According to epidemiological investigation, they had been to a bank, exhibition center, cafe, park, wet market, restaurant and drugstore as well as two 4S stores.

Their accommodations, including a hotel in Pudong, have been elevated to high-risk areas.

There are currently 16 high-risk areas in Shanghai, mostly the living and working places of the positive cases, along with some 180 medium-risk areas, or the places the infections have paid visits to and posed transmission risks.

Shanghai reported a total of 319 positive cases between July 3 and 10, 70 percent of them asymptomatic cases, during a resurgence centered on an illegally reopened karaoke lounge at 148 Lanxi Road in Putuo District.

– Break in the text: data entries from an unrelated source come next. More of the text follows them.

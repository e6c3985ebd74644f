use thiserror::Error;

pub type Result<T> = std::result::Result<T, AppError>;

#[derive(Debug, Error)]
pub enum AppError {
    #[error("Configuration error: {0}")]
    Config(String),

    #[error("I/O error: {0}")]
    Io(#[from] std::io::Error),

    #[error("URL parse error: {0}")]
    UrlParse(#[from] url::ParseError),

    #[error("HTTP error: {0}")]
    Http(#[from] reqwest::Error),

    /// A single (exchange, symbol) quote could not be fetched this tick.
    #[error("Fetch failed on {exchange} for {symbol}: {reason}")]
    Fetch {
        exchange: String,
        symbol: String,
        reason: String,
    },

    #[error("{exchange} API error: {message}")]
    Exchange { exchange: String, message: String },

    /// Warm-up against an exchange failed; fatal for the process.
    #[error("Startup failed on {exchange}: {source}")]
    Startup {
        exchange: String,
        #[source]
        source: Box<AppError>,
    },

    /// A symbol's scan task failed outside the normal fetch/detect path.
    #[error("Scan of {symbol} failed: {reason}")]
    ScanTask { symbol: String, reason: String },

    #[error("Closing {exchange} failed: {reason}")]
    Close { exchange: String, reason: String },

    #[error("Other: {0}")]
    Other(String),
}

impl AppError {
    pub fn fetch(exchange: impl Into<String>, symbol: impl Into<String>, reason: impl ToString) -> Self {
        AppError::Fetch {
            exchange: exchange.into(),
            symbol: symbol.into(),
            reason: reason.to_string(),
        }
    }

    pub fn exchange(exchange: impl Into<String>, message: impl Into<String>) -> Self {
        AppError::Exchange {
            exchange: exchange.into(),
            message: message.into(),
        }
    }
}
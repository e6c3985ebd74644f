//! Configuration loader and application settings.
//!
//! Every setting comes from the environment (a `.env` file is loaded by the
//! binary first) and has a default, except the Telegram credentials.

use crate::errors::{AppError, Result};
use crate::models::Symbol;
use crate::utils::split_list;
use std::str::FromStr;
use std::time::Duration;

pub const DEFAULT_EXCHANGES: &str = "binance,kraken";
pub const DEFAULT_SYMBOLS: &str = "ETH/USDT,ETH/DAI,SOL/USDT,SOL/USDC";
pub const DEFAULT_TRADING_FEE: f64 = 0.001;
pub const DEFAULT_POLL_INTERVAL_SECS: u64 = 5;
pub const DEFAULT_DIGEST_INTERVAL_MINUTES: u32 = 15;
pub const DEFAULT_NOTIFY_MAX_RETRIES: u32 = 3;
pub const DEFAULT_NOTIFY_INITIAL_DELAY_MS: u64 = 1_000;
pub const DEFAULT_REQUEST_TIMEOUT_SECS: u64 = 10;
pub const DEFAULT_TELEGRAM_API_URL: &str = "https://api.telegram.org";

/// Telegram bot credentials.
#[derive(Clone)]
pub struct TelegramConfig {
    pub bot_token: String,
    pub chat_id: String,
    pub api_url: String,
}

// Keeps the bot token out of logs.
impl std::fmt::Debug for TelegramConfig {
    fn fmt(&self, f: &mut std::fmt::Formatter<'_>) -> std::fmt::Result {
        f.debug_struct("TelegramConfig")
            .field("bot_token", &"<redacted>")
            .field("chat_id", &self.chat_id)
            .field("api_url", &self.api_url)
            .finish()
    }
}

/// Consolidated application configuration.
#[derive(Debug, Clone)]
pub struct AppConfig {
    /// `None` when either credential is missing; alerts then go to the log only.
    pub telegram: Option<TelegramConfig>,
    /// Lower-case exchange keys, in the order used for tie-breaking.
    pub exchanges: Vec<String>,
    pub symbols: Vec<Symbol>,
    /// Per-leg trading fee as a fraction (0.001 = 0.1%).
    pub trading_fee: f64,
    pub poll_interval: Duration,
    /// Digest boundary in wall-clock minutes; 0 disables digests.
    pub digest_interval_minutes: u32,
    pub notify_max_retries: u32,
    pub notify_initial_delay: Duration,
    pub request_timeout: Duration,
}

impl AppConfig {
    /// Load configuration from process environment variables.
    pub fn load() -> Result<Self> {
        Self::from_lookup(|key| std::env::var(key).ok())
    }

    /// Load configuration through an arbitrary key lookup.
    pub fn from_lookup<F>(lookup: F) -> Result<Self>
    where
        F: Fn(&str) -> Option<String>,
    {
        let get = |key: &str| lookup(key).filter(|v| !v.trim().is_empty());

        let telegram = match (get("TELEGRAM_BOT_TOKEN"), get("TELEGRAM_CHAT_ID")) {
            (Some(bot_token), Some(chat_id)) => Some(TelegramConfig {
                bot_token,
                chat_id,
                api_url: get("TELEGRAM_API_URL").unwrap_or_else(|| DEFAULT_TELEGRAM_API_URL.into()),
            }),
            _ => None,
        };

        let exchanges: Vec<String> =
            split_list(&get("EXCHANGES").unwrap_or_else(|| DEFAULT_EXCHANGES.into()))
                .into_iter()
                .map(|e| e.to_lowercase())
                .collect();
        if exchanges.is_empty() {
            return Err(AppError::Config("EXCHANGES must name at least one exchange".into()));
        }

        let symbols: Vec<Symbol> =
            split_list(&get("SYMBOLS").unwrap_or_else(|| DEFAULT_SYMBOLS.into()))
                .into_iter()
                .map(|s| Symbol::new(s.to_uppercase()))
                .collect();
        if symbols.is_empty() {
            return Err(AppError::Config("SYMBOLS must name at least one pair".into()));
        }
        if let Some(bad) = symbols.iter().find(|s| s.split().is_none()) {
            return Err(AppError::Config(format!(
                "symbol {bad} is not in BASE/QUOTE form"
            )));
        }

        let trading_fee: f64 = parse_or(&get, "TRADING_FEE", DEFAULT_TRADING_FEE)?;
        if !(0.0..1.0).contains(&trading_fee) {
            return Err(AppError::Config(format!(
                "TRADING_FEE must be in [0, 1), got {trading_fee}"
            )));
        }

        let poll_secs: u64 = parse_or(&get, "POLL_INTERVAL_SECS", DEFAULT_POLL_INTERVAL_SECS)?;
        if poll_secs == 0 {
            return Err(AppError::Config("POLL_INTERVAL_SECS must be at least 1".into()));
        }
        let digest_interval_minutes: u32 = parse_or(
            &get,
            "DIGEST_INTERVAL_MINUTES",
            DEFAULT_DIGEST_INTERVAL_MINUTES,
        )?;
        let notify_max_retries: u32 =
            parse_or(&get, "NOTIFY_MAX_RETRIES", DEFAULT_NOTIFY_MAX_RETRIES)?;
        if notify_max_retries == 0 {
            return Err(AppError::Config("NOTIFY_MAX_RETRIES must be at least 1".into()));
        }
        let delay_ms: u64 = parse_or(
            &get,
            "NOTIFY_INITIAL_DELAY_MS",
            DEFAULT_NOTIFY_INITIAL_DELAY_MS,
        )?;
        let timeout_secs: u64 =
            parse_or(&get, "REQUEST_TIMEOUT_SECS", DEFAULT_REQUEST_TIMEOUT_SECS)?;
        if timeout_secs == 0 {
            return Err(AppError::Config("REQUEST_TIMEOUT_SECS must be at least 1".into()));
        }

        Ok(Self {
            telegram,
            exchanges,
            symbols,
            trading_fee,
            poll_interval: Duration::from_secs(poll_secs),
            digest_interval_minutes,
            notify_max_retries,
            notify_initial_delay: Duration::from_millis(delay_ms),
            request_timeout: Duration::from_secs(timeout_secs),
        })
    }
}

fn parse_or<T, G>(get: &G, key: &str, default: T) -> Result<T>
where
    T: FromStr,
    T::Err: std::fmt::Display,
    G: Fn(&str) -> Option<String>,
{
    match get(key) {
        Some(raw) => raw
            .trim()
            .parse()
            .map_err(|e| AppError::Config(format!("{key}={raw:?} is invalid: {e}"))),
        None => Ok(default),
    }
}
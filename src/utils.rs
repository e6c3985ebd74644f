//! Miscellaneous helper utilities.

use chrono::{DateTime, TimeZone};
use std::fmt::Display;
use tracing_subscriber::{EnvFilter, fmt};

/// Initialize `tracing` subscriber with env-based filter.
///
/// If `RUST_LOG` is not set, defaults to `info` level.
pub fn init_logging() {
    let filter = EnvFilter::try_from_default_env().unwrap_or_else(|_| EnvFilter::new("info"));
    fmt::Subscriber::builder()
        .with_env_filter(filter)
        .with_target(false)
        .init();
}

/// Wall-clock timestamp in the format used by alert messages.
pub fn format_timestamp<Tz: TimeZone>(ts: &DateTime<Tz>) -> String
where
    Tz::Offset: Display,
{
    ts.format("%Y-%m-%d %H:%M:%S").to_string()
}

/// Splits a comma separated list, trimming blanks and dropping empty items.
pub fn split_list(raw: &str) -> Vec<String> {
    raw.split(',')
        .map(str::trim)
        .filter(|s| !s.is_empty())
        .map(str::to_string)
        .collect()
}
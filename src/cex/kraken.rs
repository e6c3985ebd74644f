use async_trait::async_trait;
use chrono::Utc;
use serde::Deserialize;
use std::collections::HashMap;
use tracing::info;

use super::{QuoteClient, RestVenue, parse_price};
use crate::errors::{AppError, Result};
use crate::models::{ExchangeId, Quote, Symbol};

pub const KRAKEN_REST_ENDPOINT: &str = "https://api.kraken.com";

/// Kraken wraps every payload as `{"error": [...], "result": ...}`.
#[derive(Debug, Deserialize)]
struct Envelope<T> {
    #[serde(default)]
    error: Vec<String>,
    result: Option<T>,
}

#[derive(Debug, Deserialize)]
struct AssetPair {
    /// e.g. "ETH/USDT"; absent on dark-pool pairs.
    wsname: Option<String>,
}

/// Ticker entry; `a` and `b` are `[price, whole lot volume, lot volume]`.
#[derive(Debug, Deserialize)]
struct TickerEntry {
    a: Vec<String>,
    b: Vec<String>,
}

/// Kraken spot public REST API.
pub struct Kraken {
    venue: RestVenue,
}

impl Kraken {
    pub fn new(http: reqwest::Client, base_url: &str) -> Result<Self> {
        Ok(Self {
            venue: RestVenue::new("Kraken", http, base_url)?,
        })
    }
}

#[async_trait]
impl QuoteClient for Kraken {
    fn id(&self) -> &ExchangeId {
        self.venue.id()
    }

    async fn load_markets(&self) -> Result<()> {
        let env: Envelope<HashMap<String, AssetPair>> = self
            .venue
            .get_json(self.venue.url("/0/public/AssetPairs")?)
            .await?;
        let pairs = unwrap_envelope(self.venue.id(), env)?;
        self.venue.set_markets(markets_from(pairs));
        info!(markets = self.venue.markets_loaded(), "[CEX] Kraken markets loaded");
        Ok(())
    }

    async fn fetch_ticker(&self, symbol: &Symbol) -> Result<Quote> {
        let market = self.venue.market_id(symbol, |b, q| format!("{b}{q}"))?;
        let mut url = self.venue.url("/0/public/Ticker")?;
        url.query_pairs_mut().append_pair("pair", &market);
        let env: Envelope<HashMap<String, TickerEntry>> = self.venue.get_json(url).await?;
        let entries = unwrap_envelope(self.venue.id(), env)?;
        quote_from(self.venue.id().clone(), symbol.clone(), entries)
    }

    async fn close(&self) -> Result<()> {
        self.venue.close();
        Ok(())
    }
}

fn unwrap_envelope<T>(exchange: &ExchangeId, env: Envelope<T>) -> Result<T> {
    if !env.error.is_empty() {
        return Err(AppError::exchange(exchange.as_str(), env.error.join("; ")));
    }
    env.result
        .ok_or_else(|| AppError::exchange(exchange.as_str(), "response has no result"))
}

fn markets_from(pairs: HashMap<String, AssetPair>) -> HashMap<Symbol, String> {
    pairs
        .into_iter()
        .filter_map(|(key, pair)| Some((common_symbol(&pair.wsname?), key)))
        .collect()
}

/// Kraken's wsname still uses legacy asset codes for a few coins.
fn common_symbol(wsname: &str) -> Symbol {
    match wsname.split_once('/') {
        Some((base, quote)) => Symbol::new(format!("{}/{}", common_asset(base), common_asset(quote))),
        None => Symbol::new(wsname),
    }
}

fn common_asset(code: &str) -> &str {
    match code {
        "XBT" => "BTC",
        "XDG" => "DOGE",
        other => other,
    }
}

fn quote_from(
    exchange: ExchangeId,
    symbol: Symbol,
    entries: HashMap<String, TickerEntry>,
) -> Result<Quote> {
    // One pair requested, so at most one entry comes back.
    let entry = entries
        .into_values()
        .next()
        .ok_or_else(|| AppError::fetch(exchange.as_str(), symbol.as_str(), "empty ticker result"))?;
    let bid = entry.b.first().and_then(|p| parse_price(p));
    let ask = entry.a.first().and_then(|p| parse_price(p));
    Ok(Quote::new(exchange, symbol, bid, ask, Utc::now()))
}
use async_trait::async_trait;
use reqwest::StatusCode;
use serde::Serialize;
use tracing::debug;
use url::Url;

use super::{Notifier, NotifyError, RetryPolicy};
use crate::config::TelegramConfig;
use crate::errors::Result;

#[derive(Debug, Serialize)]
struct SendMessage<'a> {
    chat_id: &'a str,
    text: &'a str,
    parse_mode: &'static str,
}

/// Telegram Bot API `sendMessage` transport.
pub struct TelegramNotifier {
    http: reqwest::Client,
    endpoint: Url,
    chat_id: String,
    policy: RetryPolicy,
}

impl TelegramNotifier {
    pub fn new(http: reqwest::Client, config: &TelegramConfig, policy: RetryPolicy) -> Result<Self> {
        let mut base = Url::parse(&config.api_url)?;
        // Keep any path prefix (e.g. a proxy mount) when joining below.
        if !base.path().ends_with('/') {
            let path = format!("{}/", base.path());
            base.set_path(&path);
        }
        // Tokens contain ':', so without "./" the segment parses as a scheme.
        let endpoint = base.join(&format!("./bot{}/sendMessage", config.bot_token))?;
        Ok(Self {
            http,
            endpoint,
            chat_id: config.chat_id.clone(),
            policy,
        })
    }

    /// Exactly one outbound request.
    async fn send_once(&self, text: &str) -> std::result::Result<(), NotifyError> {
        let body = SendMessage {
            chat_id: &self.chat_id,
            text,
            parse_mode: "Markdown",
        };
        let resp = self
            .http
            .post(self.endpoint.clone())
            .json(&body)
            .send()
            .await
            // reqwest errors embed the URL, which carries the bot token.
            .map_err(|e| NotifyError::Transport(e.without_url().to_string()))?;

        let status = resp.status();
        if status.is_success() {
            debug!(%status, "[NOTIFY] delivered");
            return Ok(());
        }
        let body = resp.text().await.unwrap_or_default();
        Err(classify_failure(status, body))
    }
}

#[async_trait]
impl Notifier for TelegramNotifier {
    async fn notify(&self, message: &str) -> std::result::Result<(), NotifyError> {
        self.policy.run(|| self.send_once(message)).await
    }
}

fn classify_failure(status: StatusCode, body: String) -> NotifyError {
    if status == StatusCode::TOO_MANY_REQUESTS {
        NotifyError::RateLimited
    } else {
        NotifyError::Rejected {
            status: status.as_u16(),
            body,
        }
    }
}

Over 95 percent of the cases, mostly found under central quarantine, had links with the KTV in Putuo. More than 320,000 related people have received nucleic acid screening, according to Yuan Zheng'an, a member of the city's COVID-19 experts' team.

Shanghai vows no discrimination against recovered COVID-19 job candidates
Shen Xinyi / SHINE

Shanghai added three additional high-risk areas in Changning District and the Pudong New Area on Monday.

Home quarantine standard beefed up

Meanwhile, local authorities will tighten quarantine measures for people coming from overseas after several imported cases tested positive during or after home quarantine recently.

The quarantine period remains the same. Those from overseas are subject to a weeklong central quarantine and three days of home quarantine after arriving in Shanghai.

However, local districts and subdistricts are required to more strictly evaluate the conditions of their local accommodations to check whether they are eligible for home quarantine.

If the apartments had bad ventilation or they cannot live privately, they must spend the following three days in central quarantine as well, said Zeng Qun, deputy director of the Shanghai Civil Affairs Bureau.

A Croatian tested positive during home quarantine on Monday after finishing the weeklong central quarantine. He arrived at Shanghai's Pudong airport on June 29 and had been under closed-loop management since then.

On Sunday, an American tested positive after finishing the full 10-day central and home quarantines after arriving on June 23 from the United States.

Shanghai vows no discrimination against recovered COVID-19 job candidates
Shen Xinyi / SHINE

Shanghai reported three community infections on Monday.